Records from a data source
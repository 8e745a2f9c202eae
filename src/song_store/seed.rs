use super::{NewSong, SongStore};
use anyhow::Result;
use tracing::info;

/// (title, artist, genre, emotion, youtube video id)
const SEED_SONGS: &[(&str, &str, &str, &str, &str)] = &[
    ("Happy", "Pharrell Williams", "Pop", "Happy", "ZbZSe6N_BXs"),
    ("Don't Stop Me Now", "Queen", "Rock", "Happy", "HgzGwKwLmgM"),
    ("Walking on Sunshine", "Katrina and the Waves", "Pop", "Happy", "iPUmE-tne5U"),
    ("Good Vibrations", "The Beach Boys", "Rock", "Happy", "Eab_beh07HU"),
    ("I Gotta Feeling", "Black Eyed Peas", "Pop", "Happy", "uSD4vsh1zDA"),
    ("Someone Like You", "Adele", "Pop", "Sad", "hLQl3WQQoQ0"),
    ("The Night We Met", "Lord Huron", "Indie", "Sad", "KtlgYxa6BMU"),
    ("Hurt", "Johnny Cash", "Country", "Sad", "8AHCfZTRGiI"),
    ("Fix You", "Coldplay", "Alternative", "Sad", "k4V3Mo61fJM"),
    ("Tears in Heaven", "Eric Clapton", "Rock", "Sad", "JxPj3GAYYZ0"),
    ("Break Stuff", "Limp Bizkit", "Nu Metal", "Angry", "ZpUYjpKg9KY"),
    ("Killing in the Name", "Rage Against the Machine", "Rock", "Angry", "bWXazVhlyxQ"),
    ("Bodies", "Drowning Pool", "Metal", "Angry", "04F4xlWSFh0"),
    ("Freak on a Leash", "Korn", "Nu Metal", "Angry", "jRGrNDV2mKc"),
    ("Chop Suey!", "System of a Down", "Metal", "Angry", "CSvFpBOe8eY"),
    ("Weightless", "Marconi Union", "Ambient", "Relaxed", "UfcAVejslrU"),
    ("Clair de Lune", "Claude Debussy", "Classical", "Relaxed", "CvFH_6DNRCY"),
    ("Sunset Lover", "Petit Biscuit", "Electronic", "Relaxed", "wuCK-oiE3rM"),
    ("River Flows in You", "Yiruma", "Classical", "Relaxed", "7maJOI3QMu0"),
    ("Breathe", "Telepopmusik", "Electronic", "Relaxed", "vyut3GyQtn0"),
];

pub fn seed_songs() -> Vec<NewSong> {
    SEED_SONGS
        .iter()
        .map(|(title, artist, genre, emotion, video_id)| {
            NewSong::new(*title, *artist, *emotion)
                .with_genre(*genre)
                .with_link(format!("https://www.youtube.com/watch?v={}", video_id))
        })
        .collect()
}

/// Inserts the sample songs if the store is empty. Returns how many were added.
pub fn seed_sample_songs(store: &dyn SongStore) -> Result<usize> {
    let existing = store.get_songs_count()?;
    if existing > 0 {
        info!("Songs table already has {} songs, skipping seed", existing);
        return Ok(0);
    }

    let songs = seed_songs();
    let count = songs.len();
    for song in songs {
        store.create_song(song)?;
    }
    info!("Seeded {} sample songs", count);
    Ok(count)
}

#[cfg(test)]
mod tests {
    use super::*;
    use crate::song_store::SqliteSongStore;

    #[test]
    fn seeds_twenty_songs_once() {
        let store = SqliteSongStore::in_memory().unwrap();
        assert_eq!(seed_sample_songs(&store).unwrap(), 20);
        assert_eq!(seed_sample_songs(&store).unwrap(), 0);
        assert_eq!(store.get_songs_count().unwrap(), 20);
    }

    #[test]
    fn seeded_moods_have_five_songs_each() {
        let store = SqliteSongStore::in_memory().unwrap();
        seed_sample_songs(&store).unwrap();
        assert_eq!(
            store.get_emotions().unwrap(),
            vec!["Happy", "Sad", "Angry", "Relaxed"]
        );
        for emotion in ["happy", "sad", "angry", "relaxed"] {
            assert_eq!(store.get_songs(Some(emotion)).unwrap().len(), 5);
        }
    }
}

EXERCISE INSTRUCTIONS>
All records are to be written out exactly.

WRITTEN SOLUTION>
repository 8e745a2f9c202eae
filename src/song_store/seed.rs
use super::{NewSong, SongStore};
use anyhow::Result;
use tracing::info;

/// (title, artist, genre, emotion, youtube video id)
const SEED_SONGS: &[(&str, &str, &str, &str, &str)] = &[
    ("Happy", "Pharrell Williams", "Pop", "Happy", "ZbZSe6N_BXs"),
    ("Don't Stop Me Now", "Queen", "Rock", "Happy", "HgzGwKwLmgM"),
    ("Walking on Sunshine", "Katrina and the Waves", "Pop", "Happy", "iPUmE-tne5U"),
    ("Good Vibrations", "The Beach Boys", "Rock", "Happy", "Eab_beh07HU"),
    ("I Gotta Feeling", "Black Eyed Peas", "Pop", "Happy", "uSD4vsh1zDA"),
    ("Someone Like You", "Adele", "Pop", "Sad", "hLQl3WQQoQ0"),
    ("The Night We Met", "Lord Huron", "Indie", "Sad", "KtlgYxa6BMU"),
    ("Hurt", "Johnny Cash", "Country", "Sad", "8AHCfZTRGiI"),
    ("Fix You", "Coldplay", "Alternative", "Sad", "k4V3Mo61fJM"),
    ("Tears in Heaven", "Eric Clapton", "Rock", "Sad", "JxPj3GAYYZ0"),
    ("Break Stuff", "Limp Bizkit", "Nu Metal", "Angry", "ZpUYjpKg9KY"),
    ("Killing in the Name", "Rage Against the Machine", "Rock", "Angry", "bWXazVhlyxQ"),
    ("Bodies", "Drowning Pool", "Metal", "Angry", "04F4xlWSFh0"),
    ("Freak on a Leash", "Korn", "Nu Metal", "Angry", "jRGrNDV2mKc"),
    ("Chop Suey!", "System of a Down", "Metal", "Angry", "CSvFpBOe8eY"),
    ("Weightless", "Marconi Union", "Ambient", "Relaxed", "UfcAVejslrU"),
    ("Clair de Lune", "Claude Debussy", "Classical", "Relaxed", "CvFH_6DNRCY"),
    ("Sunset Lover", "Petit Biscuit", "Electronic", "Relaxed", "wuCK-oiE3rM"),
    ("River Flows in You", "Yiruma", "Classical", "Relaxed", "7maJOI3QMu0"),
    ("Breathe", "Telepopmusik", "Electronic", "Relaxed", "vyut3GyQtn0"),
];

pub fn seed_songs() -> Vec<NewSong> {
    SEED_SONGS
        .iter()
        .map(|(title, artist, genre, emotion, video_id)| {
            NewSong::new(*title, *artist, *emotion)
                .with_genre(*genre)
                .with_link(format!("https://www.youtube.com/watch?v={}", video_id))
        })
        .collect()
}

/// Inserts the sample songs if the store is empty. Returns how many were added.
pub fn seed_sample_songs(store: &dyn SongStore) -> Result<usize> {
    let existing = store.get_songs_count()?;
    if existing > 0 {
        info!("Songs table already has {} songs, skipping seed", existing);
        return Ok(0);
    }

    let songs = seed_songs();
    let count = songs.len();
    for song in songs {
        store.create_song(song)?;
    }
    info!("Seeded {} sample songs", count);
    Ok(count)
}

#[cfg(test)]
mod tests {
    use super::*;
    use crate::song_store::SqliteSongStore;

    #[test]
    fn seeds_twenty_songs_once() {
        let store = SqliteSongStore::in_memory().unwrap();
        assert_eq!(seed_sample_songs(&store).unwrap(), 20);
        assert_eq!(seed_sample_songs(&store).unwrap(), 0);
        assert_eq!(store.get_songs_count().unwrap(), 20);
    }

    #[test]
    fn seeded_moods_have_five_songs_each() {
        let store = SqliteSongStore::in_memory().unwrap();
        seed_sample_songs(&store).unwrap();
        assert_eq!(
            store.get_emotions().unwrap(),
            vec!["Happy", "Sad", "Angry", "Relaxed"]
        );
        for emotion in ["happy", "sad", "angry", "relaxed"] {
            assert_eq!(store.get_songs(Some(emotion)).unwrap().len(), 5);
        }
    }
}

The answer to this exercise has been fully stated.